**DIRECTIONS**
Transcribe the records below line by line, exactly as they read.
%%
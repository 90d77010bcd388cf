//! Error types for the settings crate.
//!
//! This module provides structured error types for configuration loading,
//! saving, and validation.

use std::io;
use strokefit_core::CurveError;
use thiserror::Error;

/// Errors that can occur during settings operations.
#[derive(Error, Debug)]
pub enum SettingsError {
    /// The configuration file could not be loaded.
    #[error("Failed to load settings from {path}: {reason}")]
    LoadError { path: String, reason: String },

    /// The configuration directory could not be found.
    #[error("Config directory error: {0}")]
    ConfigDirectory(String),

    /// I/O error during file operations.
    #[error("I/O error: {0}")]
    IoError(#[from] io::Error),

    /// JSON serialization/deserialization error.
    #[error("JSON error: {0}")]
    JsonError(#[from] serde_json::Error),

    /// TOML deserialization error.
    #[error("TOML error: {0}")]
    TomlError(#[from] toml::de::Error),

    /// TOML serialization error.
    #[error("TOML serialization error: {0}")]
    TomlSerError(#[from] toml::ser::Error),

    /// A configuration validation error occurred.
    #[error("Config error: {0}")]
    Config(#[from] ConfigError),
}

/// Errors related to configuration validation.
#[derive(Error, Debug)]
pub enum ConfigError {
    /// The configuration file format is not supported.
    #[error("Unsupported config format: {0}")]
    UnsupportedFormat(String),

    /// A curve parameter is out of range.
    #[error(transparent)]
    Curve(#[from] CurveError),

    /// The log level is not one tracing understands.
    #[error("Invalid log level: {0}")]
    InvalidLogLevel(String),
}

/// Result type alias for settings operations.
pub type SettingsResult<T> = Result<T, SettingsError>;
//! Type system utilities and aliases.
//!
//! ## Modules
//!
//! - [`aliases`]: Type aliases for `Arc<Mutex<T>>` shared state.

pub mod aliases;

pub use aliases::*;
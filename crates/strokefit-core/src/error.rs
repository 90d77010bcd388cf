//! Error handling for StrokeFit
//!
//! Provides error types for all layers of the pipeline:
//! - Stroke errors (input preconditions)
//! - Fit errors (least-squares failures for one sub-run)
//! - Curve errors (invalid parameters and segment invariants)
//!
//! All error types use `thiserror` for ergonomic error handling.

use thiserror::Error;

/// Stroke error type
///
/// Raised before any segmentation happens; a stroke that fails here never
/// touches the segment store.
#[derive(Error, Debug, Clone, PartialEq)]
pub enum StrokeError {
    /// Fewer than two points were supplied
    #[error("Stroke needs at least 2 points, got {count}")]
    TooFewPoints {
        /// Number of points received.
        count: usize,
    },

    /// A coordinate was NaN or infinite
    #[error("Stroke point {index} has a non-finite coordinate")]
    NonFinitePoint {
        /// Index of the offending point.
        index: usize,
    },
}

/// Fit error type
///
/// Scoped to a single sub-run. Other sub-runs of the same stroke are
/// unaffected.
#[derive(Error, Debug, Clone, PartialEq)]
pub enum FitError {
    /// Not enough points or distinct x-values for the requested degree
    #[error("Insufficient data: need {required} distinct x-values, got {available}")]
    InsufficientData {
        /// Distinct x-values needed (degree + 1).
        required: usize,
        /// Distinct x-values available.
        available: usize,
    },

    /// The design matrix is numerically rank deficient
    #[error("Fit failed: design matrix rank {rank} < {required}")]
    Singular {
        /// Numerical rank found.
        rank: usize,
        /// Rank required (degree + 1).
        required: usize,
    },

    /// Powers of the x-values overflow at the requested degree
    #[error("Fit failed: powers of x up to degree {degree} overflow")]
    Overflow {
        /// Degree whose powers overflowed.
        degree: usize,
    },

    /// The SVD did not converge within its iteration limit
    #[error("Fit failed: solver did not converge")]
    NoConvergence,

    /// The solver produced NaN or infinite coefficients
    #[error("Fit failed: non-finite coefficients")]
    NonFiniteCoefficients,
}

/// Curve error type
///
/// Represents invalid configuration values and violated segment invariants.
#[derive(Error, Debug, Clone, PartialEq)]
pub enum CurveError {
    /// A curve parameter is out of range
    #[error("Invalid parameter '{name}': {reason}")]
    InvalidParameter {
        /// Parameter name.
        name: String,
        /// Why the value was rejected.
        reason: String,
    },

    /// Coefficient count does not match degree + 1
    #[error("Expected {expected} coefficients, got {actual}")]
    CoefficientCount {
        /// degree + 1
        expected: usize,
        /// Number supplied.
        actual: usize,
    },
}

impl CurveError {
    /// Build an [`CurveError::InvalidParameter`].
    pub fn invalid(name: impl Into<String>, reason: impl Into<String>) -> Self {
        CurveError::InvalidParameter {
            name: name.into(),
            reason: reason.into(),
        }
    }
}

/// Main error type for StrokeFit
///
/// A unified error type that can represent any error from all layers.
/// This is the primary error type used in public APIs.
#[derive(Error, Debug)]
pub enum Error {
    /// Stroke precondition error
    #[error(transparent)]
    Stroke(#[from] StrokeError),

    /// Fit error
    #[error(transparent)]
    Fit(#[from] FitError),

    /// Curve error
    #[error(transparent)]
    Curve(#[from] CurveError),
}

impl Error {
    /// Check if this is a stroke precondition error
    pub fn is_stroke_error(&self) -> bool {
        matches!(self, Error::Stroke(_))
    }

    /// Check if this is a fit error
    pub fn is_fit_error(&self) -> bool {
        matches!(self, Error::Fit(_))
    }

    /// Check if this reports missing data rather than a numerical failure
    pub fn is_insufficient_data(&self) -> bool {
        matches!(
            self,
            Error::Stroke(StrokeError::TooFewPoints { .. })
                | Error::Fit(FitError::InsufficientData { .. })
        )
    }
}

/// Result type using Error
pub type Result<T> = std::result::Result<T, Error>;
%%
**SOLUTION TO THIS EXERCISE**
repository 90d77010bcd388cf
//! Error types for the settings crate.
//!
//! This module provides structured error types for configuration loading,
//! saving, and validation.

use std::io;
use strokefit_core::CurveError;
use thiserror::Error;

/// Errors that can occur during settings operations.
#[derive(Error, Debug)]
pub enum SettingsError {
    /// The configuration file could not be loaded.
    #[error("Failed to load settings from {path}: {reason}")]
    LoadError { path: String, reason: String },

    /// The configuration directory could not be found.
    #[error("Config directory error: {0}")]
    ConfigDirectory(String),

    /// I/O error during file operations.
    #[error("I/O error: {0}")]
    IoError(#[from] io::Error),

    /// JSON serialization/deserialization error.
    #[error("JSON error: {0}")]
    JsonError(#[from] serde_json::Error),

    /// TOML deserialization error.
    #[error("TOML error: {0}")]
    TomlError(#[from] toml::de::Error),

    /// TOML serialization error.
    #[error("TOML serialization error: {0}")]
    TomlSerError(#[from] toml::ser::Error),

    /// A configuration validation error occurred.
    #[error("Config error: {0}")]
    Config(#[from] ConfigError),
}

/// Errors related to configuration validation.
#[derive(Error, Debug)]
pub enum ConfigError {
    /// The configuration file format is not supported.
    #[error("Unsupported config format: {0}")]
    UnsupportedFormat(String),

    /// A curve parameter is out of range.
    #[error(transparent)]
    Curve(#[from] CurveError),

    /// The log level is not one tracing understands.
    #[error("Invalid log level: {0}")]
    InvalidLogLevel(String),
}

/// Result type alias for settings operations.
pub type SettingsResult<T> = Result<T, SettingsError>;
//! Type system utilities and aliases.
//!
//! ## Modules
//!
//! - [`aliases`]: Type aliases for `Arc<Mutex<T>>` shared state.

pub mod aliases;

pub use aliases::*;
filename crates/strokefit-core/src/error.rs
repository 90d77010bcd388cf
//! Error handling for StrokeFit
//!
//! Provides error types for all layers of the pipeline:
//! - Stroke errors (input preconditions)
//! - Fit errors (least-squares failures for one sub-run)
//! - Curve errors (invalid parameters and segment invariants)
//!
//! All error types use `thiserror` for ergonomic error handling.

use thiserror::Error;

/// Stroke error type
///
/// Raised before any segmentation happens; a stroke that fails here never
/// touches the segment store.
#[derive(Error, Debug, Clone, PartialEq)]
pub enum StrokeError {
    /// Fewer than two points were supplied
    #[error("Stroke needs at least 2 points, got {count}")]
    TooFewPoints {
        /// Number of points received.
        count: usize,
    },

    /// A coordinate was NaN or infinite
    #[error("Stroke point {index} has a non-finite coordinate")]
    NonFinitePoint {
        /// Index of the offending point.
        index: usize,
    },
}

/// Fit error type
///
/// Scoped to a single sub-run. Other sub-runs of the same stroke are
/// unaffected.
#[derive(Error, Debug, Clone, PartialEq)]
pub enum FitError {
    /// Not enough points or distinct x-values for the requested degree
    #[error("Insufficient data: need {required} distinct x-values, got {available}")]
    InsufficientData {
        /// Distinct x-values needed (degree + 1).
        required: usize,
        /// Distinct x-values available.
        available: usize,
    },

    /// The design matrix is numerically rank deficient
    #[error("Fit failed: design matrix rank {rank} < {required}")]
    Singular {
        /// Numerical rank found.
        rank: usize,
        /// Rank required (degree + 1).
        required: usize,
    },

    /// Powers of the x-values overflow at the requested degree
    #[error("Fit failed: powers of x up to degree {degree} overflow")]
    Overflow {
        /// Degree whose powers overflowed.
        degree: usize,
    },

    /// The SVD did not converge within its iteration limit
    #[error("Fit failed: solver did not converge")]
    NoConvergence,

    /// The solver produced NaN or infinite coefficients
    #[error("Fit failed: non-finite coefficients")]
    NonFiniteCoefficients,
}

/// Curve error type
///
/// Represents invalid configuration values and violated segment invariants.
#[derive(Error, Debug, Clone, PartialEq)]
pub enum CurveError {
    /// A curve parameter is out of range
    #[error("Invalid parameter '{name}': {reason}")]
    InvalidParameter {
        /// Parameter name.
        name: String,
        /// Why the value was rejected.
        reason: String,
    },

    /// Coefficient count does not match degree + 1
    #[error("Expected {expected} coefficients, got {actual}")]
    CoefficientCount {
        /// degree + 1
        expected: usize,
        /// Number supplied.
        actual: usize,
    },
}

impl CurveError {
    /// Build an [`CurveError::InvalidParameter`].
    pub fn invalid(name: impl Into<String>, reason: impl Into<String>) -> Self {
        CurveError::InvalidParameter {
            name: name.into(),
            reason: reason.into(),
        }
    }
}

/// Main error type for StrokeFit
///
/// A unified error type that can represent any error from all layers.
/// This is the primary error type used in public APIs.
#[derive(Error, Debug)]
pub enum Error {
    /// Stroke precondition error
    #[error(transparent)]
    Stroke(#[from] StrokeError),

    /// Fit error
    #[error(transparent)]
    Fit(#[from] FitError),

    /// Curve error
    #[error(transparent)]
    Curve(#[from] CurveError),
}

impl Error {
    /// Check if this is a stroke precondition error
    pub fn is_stroke_error(&self) -> bool {
        matches!(self, Error::Stroke(_))
    }

    /// Check if this is a fit error
    pub fn is_fit_error(&self) -> bool {
        matches!(self, Error::Fit(_))
    }

    /// Check if this reports missing data rather than a numerical failure
    pub fn is_insufficient_data(&self) -> bool {
        matches!(
            self,
            Error::Stroke(StrokeError::TooFewPoints { .. })
                | Error::Fit(FitError::InsufficientData { .. })
        )
    }
}

/// Result type using Error
pub type Result<T> = std::result::Result<T, Error>;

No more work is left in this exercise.